Teras News — Kamis (7/5) pukul 09.10 WIB, Presiden Prabowo Subianto lepas landas dari Pangkalan TNI AU Halim Perdanakusuma, Jakarta, menuju Cebu, Filipina. Tujuannya: Konferensi Tingkat Tinggi (KTT) ke-48 ASEAN yang dijadwalkan berlangsung selama dua hari, 7-8 Mei 2026.
Prabowo berangkat bersama rombongan terbatas. Di apron Halim, Wakil Presiden melepas langsung keberangkatan Kepala Negara sebelum pesawat mengudara menuju Cebu, kota terbesar kedua di Filipina yang dipilih sebagai tuan rumah pertemuan para pemimpin Asia Tenggara tahun ini.

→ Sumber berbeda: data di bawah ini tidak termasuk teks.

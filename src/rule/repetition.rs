//! Bounded repetition
//!
//! An element is read once, then repeatedly as `separator element` (or just
//! `element` when there is no separator) until a pair fails, the upper bound
//! is reached, or a pair consumes no input. Fewer occurrences than the lower
//! bound fail the whole repetition at its start, discarding what was read.

use crate::error::GrammarError;
use crate::matches::{Match, Payload};
use crate::registry::Registry;
use crate::rule::RuleId;
use crate::span::Span;

/// Repetition settings, with dependencies of type `R`
#[derive(Debug, Clone)]
pub struct Repetition<R> {
    pub(crate) element: R,
    pub(crate) separator: Option<R>,
    pub(crate) min: usize,
    pub(crate) max: Option<usize>,
    pub(crate) collapse_single: bool,
    pub(crate) retain_separators: bool,
}

impl Repetition<String> {
    /// Zero or more `element`, no separator
    #[must_use]
    pub fn new(element: impl Into<String>) -> Self {
        Self {
            element: element.into(),
            separator: None,
            min: 0,
            max: None,
            collapse_single: false,
            retain_separators: false,
        }
    }

    /// One or more `element`
    #[must_use]
    pub fn one_or_more(element: impl Into<String>) -> Self {
        Self::new(element).min(1)
    }

    /// Read `separator` between elements
    #[must_use]
    pub fn separated_by(mut self, separator: impl Into<String>) -> Self {
        self.separator = Some(separator.into());
        self
    }
}

impl<R> Repetition<R> {
    /// Set the inclusive lower bound
    #[must_use]
    pub const fn min(mut self, min: usize) -> Self {
        self.min = min;
        self
    }

    /// Set the inclusive upper bound
    #[must_use]
    pub const fn max(mut self, max: usize) -> Self {
        self.max = Some(max);
        self
    }

    /// Set both bounds; `None` leaves the upper bound open
    #[must_use]
    pub const fn bounds(mut self, min: usize, max: Option<usize>) -> Self {
        self.min = min;
        self.max = max;
        self
    }

    /// Return the element's own match when at most one occurrence is allowed
    #[must_use]
    pub const fn collapse_single(mut self, collapse: bool) -> Self {
        self.collapse_single = collapse;
        self
    }

    /// Keep separators as `[separator, element]` pairs
    #[must_use]
    pub const fn retain_separators(mut self, retain: bool) -> Self {
        self.retain_separators = retain;
        self
    }

    /// Element rule
    #[must_use]
    pub const fn element(&self) -> &R {
        &self.element
    }

    /// Separator rule, if any
    #[must_use]
    pub const fn separator(&self) -> Option<&R> {
        self.separator.as_ref()
    }

    /// Inclusive lower bound
    #[must_use]
    pub const fn min_count(&self) -> usize {
        self.min
    }

    /// Inclusive upper bound, `None` when unbounded
    #[must_use]
    pub const fn max_count(&self) -> Option<usize> {
        self.max
    }

    pub(crate) fn validate(&self, rule: &str) -> Result<(), GrammarError> {
        match self.max {
            Some(max) if self.min > max => Err(GrammarError::InvalidBounds {
                rule: rule.to_string(),
                min: self.min,
                max,
            }),
            _ => Ok(()),
        }
    }
}

impl Repetition<RuleId> {
    pub(crate) fn read(&self, id: RuleId, registry: &Registry, input: &str, start: usize) -> Match {
        if self.max == Some(0) {
            return Match::empty(id, start);
        }

        let first = registry.read_id(self.element, input, start);
        if !first.is_success() {
            return if self.min == 0 {
                Match::empty(id, start)
            } else {
                Match::failure(id, start)
            };
        }
        if self.collapse_single && self.max == Some(1) {
            return first;
        }

        let mut position = first.end();
        let mut items = vec![first];
        while self.max.is_none_or(|max| items.len() < max) {
            let Some(next) = self.read_next(id, registry, input, position) else {
                break;
            };
            if next.end() > position {
                position = next.end();
                items.push(next);
                continue;
            }
            // A step that consumes nothing repeats identically from here on:
            // count it up to `max`, or up to `min` when unbounded
            let target = self.max.unwrap_or(self.min);
            while items.len() < target {
                items.push(next.clone());
            }
            break;
        }

        if items.len() < self.min {
            return Match::failure(id, start);
        }
        Match::success(id, Span::new(start, position), Payload::List(items))
    }

    /// One `separator element` step from `position`
    fn read_next(
        &self,
        id: RuleId,
        registry: &Registry,
        input: &str,
        position: usize,
    ) -> Option<Match> {
        let separator = match self.separator {
            Some(sep) => {
                let m = registry.read_id(sep, input, position);
                if !m.is_success() {
                    return None;
                }
                Some(m)
            },
            None => None,
        };
        let at = separator.as_ref().map_or(position, Match::end);
        let element = registry.read_id(self.element, input, at);
        if !element.is_success() {
            return None;
        }

        match separator {
            Some(sep) if self.retain_separators => {
                let span = Span::new(position, element.end());
                Some(Match::success(id, span, Payload::List(vec![sep, element])))
            },
            _ => Some(element),
        }
    }
}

Cebu Jadi Panggung Diplomasi Pemimpin Asia Tenggara
KTT ASEAN ke-48 mempertemukan para kepala negara dan kepala pemerintahan dari sepuluh negara anggota blok kawasan tersebut. Forum ini merupakan pertemuan puncak tahunan ASEAN, biasanya diisi dengan pembahasan isu-isu kawasan mulai dari perdagangan, keamanan, hingga kerja sama pembangunan.
Baca Juga:
Filipina memegang Keketuaan ASEAN 2026, sehingga negara itulah yang menjadi tuan rumah serangkaian pertemuan tingkat tinggi sepanjang tahun ini, termasuk KTT yang digelar di Cebu pekan ini.
Prabowo Hadiri Forum Multilateral Pertama sebagai Presiden di 2026
Kehadiran Prabowo di Cebu menempatkan Indonesia kembali di meja utama diplomasi kawasan. Sebagai negara dengan populasi terbesar di ASEAN, posisi Indonesia dalam setiap KTT selalu dinantikan, terutama menyangkut sikap terhadap isu-isu geopolitik yang tengah bergejolak di kawasan Indo-Pasifik.
Prabowo dijadwalkan kembali ke Tanah Air setelah seluruh rangkaian KTT rampung pada 8 Mei 2026.